Sunday evening found Xiaoran restless in a way he couldn't quite explain. His homework was finished—or at least, as finished as it was going to get before Tuesday's deadlines. His movement piece for the Art History presentation was progressing well. His suppressant medication was taken on schedule. Everything was organized, managed, under control.
And yet he couldn't sleep.
At 11:23 PM, he finally gave up trying, pulled on a hoodie over his pajamas, and slipped out of his dorm room. Wei Chen was dead asleep, snoring softly with his headphones still on—he'd probably fallen asleep while mixing music again. Xiaoran closed the door quietly and headed down the stairs.
The campus at night had a different quality than during the day. Quieter, obviously, but also more itself somehow.

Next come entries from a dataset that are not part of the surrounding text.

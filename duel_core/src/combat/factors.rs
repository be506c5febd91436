//! Key factors - human-readable notes on why a duel went the way it did

use super::settings::CombatSettings;
use crate::config::FactorConstants;
use crate::types::Side;

pub const FIRST_STRIKE_FACTOR: &str = "First-strike advantage decided the trade";
pub const BURST_GAP_FACTOR: &str = "Large gap in burst damage";
pub const LIFESTEAL_FACTOR: &str = "Lifesteal sustain was significant";
pub const LOW_HIT_RATE_FACTOR: &str = "Low skill hit rate limited damage output";
pub const FIORA_PARRY_FACTOR: &str = "Fiora's Riposte parried a key ability";
pub const JAX_DODGE_FACTOR: &str = "Jax's Counter Strike dodged basic attacks";

/// What the notes are derived from
#[derive(Debug, Clone, Copy)]
pub struct FactorInputs<'a> {
    pub champion_a: &'a str,
    pub champion_b: &'a str,
    pub winner: Side,
    /// Side A / side B opening damage
    pub damage_ratio: f64,
    pub lifesteal_a: f64,
    pub lifesteal_b: f64,
}

/// Collect the notes that apply, in a fixed order
///
/// Champion flavour notes are only added while fewer than
/// `flavour_limit` notes have been recorded.
pub fn key_factors(
    inputs: &FactorInputs<'_>,
    settings: &CombatSettings,
    limits: &FactorConstants,
) -> Vec<String> {
    let mut factors = Vec::new();

    if settings.first_strike == inputs.winner {
        factors.push(FIRST_STRIKE_FACTOR.to_string());
    }

    if inputs.damage_ratio > limits.burst_gap_high || inputs.damage_ratio < limits.burst_gap_low {
        factors.push(BURST_GAP_FACTOR.to_string());
    }

    if inputs.lifesteal_a > limits.lifesteal_threshold
        || inputs.lifesteal_b > limits.lifesteal_threshold
    {
        factors.push(LIFESTEAL_FACTOR.to_string());
    }

    if settings.skill_hit_rate < limits.low_hit_rate {
        factors.push(LOW_HIT_RATE_FACTOR.to_string());
    }

    if inputs.champion_a == "fiora" && factors.len() < limits.flavour_limit {
        factors.push(FIORA_PARRY_FACTOR.to_string());
    }

    if inputs.champion_b == "jax" && factors.len() < limits.flavour_limit {
        factors.push(JAX_DODGE_FACTOR.to_string());
    }

    factors
}
//! StatBlock - Aggregated champion stats from level growth and items

mod aggregator;
mod computed;
mod stat_value;

pub use aggregator::StatAccumulator;
pub use computed::EffectiveStats;
pub use stat_value::StatValue;

use crate::champion::{BaseStats, ChampionTemplate};
use crate::item::ItemModifier;
use crate::source::{GrowthSource, ItemSource, StatSource};
use serde::{Deserialize, Serialize};

/// Critical strikes deal this percent of normal damage before items
pub const BASE_CRIT_DAMAGE: f64 = 175.0;

/// Stat state for one champion while sources are being applied
#[derive(Debug, Clone, PartialEq, Serialize, Deserialize)]
pub struct StatBlock {
    // === Resources ===
    pub hp: StatValue,

    // === Defenses ===
    pub armor: StatValue,
    pub magic_resist: StatValue,

    // === Offense ===
    pub attack: StatValue,
    pub attack_speed: StatValue,
    pub crit_chance: StatValue,
    pub crit_damage: StatValue,
    pub armor_penetration: StatValue,

    // === Recovery ===
    pub lifesteal: StatValue,

    // === Utility ===
    pub move_speed: f64,
}

impl StatBlock {
    /// Create a block holding the champion's level 1 stats
    pub fn from_base(base: &BaseStats) -> Self {
        StatBlock {
            hp: StatValue::with_base(base.hp),
            armor: StatValue::with_base(base.armor),
            magic_resist: StatValue::with_base(base.magic_resist),
            attack: StatValue::with_base(base.attack),
            attack_speed: StatValue::with_base(base.attack_speed),
            crit_chance: StatValue::default(),
            crit_damage: StatValue::with_base(BASE_CRIT_DAMAGE),
            armor_penetration: StatValue::default(),
            lifesteal: StatValue::default(),
            move_speed: base.move_speed,
        }
    }

    /// Rebuild stats from all sources
    ///
    /// Sources are applied in ascending priority; sources with equal
    /// priority keep their given order.
    pub fn rebuild_from_sources(&mut self, sources: &[Box<dyn StatSource + '_>]) {
        self.hp.reset_to_base();
        self.armor.reset_to_base();
        self.magic_resist.reset_to_base();
        self.attack.reset_to_base();
        self.attack_speed.reset_to_base();
        self.crit_chance.reset_to_base();
        self.crit_damage.reset_to_base();
        self.armor_penetration.reset_to_base();
        self.lifesteal.reset_to_base();

        let mut accumulator = StatAccumulator::new();

        let mut sorted_sources: Vec<_> = sources.iter().collect();
        sorted_sources.sort_by_key(|s| s.priority());

        for source in sorted_sources {
            source.apply(&mut accumulator);
        }

        accumulator.apply_to(self);
    }

    /// Flatten into the record the damage formulas consume
    pub fn effective(&self) -> EffectiveStats {
        EffectiveStats {
            hp: self.hp.compute(),
            attack: self.attack.compute(),
            armor: self.armor.compute(),
            magic_resist: self.magic_resist.compute(),
            attack_speed: self.attack_speed.compute(),
            crit_chance: self.crit_chance.compute(),
            crit_damage: self.crit_damage.compute(),
            lifesteal: self.lifesteal.compute(),
            armor_penetration: self.armor_penetration.compute(),
            move_speed: self.move_speed,
        }
    }
}

/// Effective stats for a champion at `level` wearing `items`
///
/// Items may repeat; each copy applies independently. No clamping or
/// rounding is applied. Levels below 1 are not guarded and simply
/// extrapolate the growth curves.
pub fn compute_effective_stats(
    champion: &ChampionTemplate,
    items: &[ItemModifier],
    level: u32,
) -> EffectiveStats {
    let mut sources: Vec<Box<dyn StatSource + '_>> = Vec::with_capacity(items.len() + 1);
    sources.push(Box::new(GrowthSource::new(&champion.base_stats, level)));
    for item in items {
        sources.push(Box::new(ItemSource::new(item)));
    }

    let mut block = StatBlock::from_base(&champion.base_stats);
    block.rebuild_from_sources(&sources);
    block.effective()
}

Without the crowds of students rushing between classes, the architecture became more visible—traditional buildings with modern facilities, the careful balance between preservation and progress that Beijing Central Arts University prided itself on.
Xiaoran walked without destination, just letting his feet carry him along familiar pathways. Past the theater building where he spent so many hours training. Past the library where he and Yuze had worked on their project. Past the cafeteria where Zhou Mei had dragged him for stress-relief meals more times than he could count.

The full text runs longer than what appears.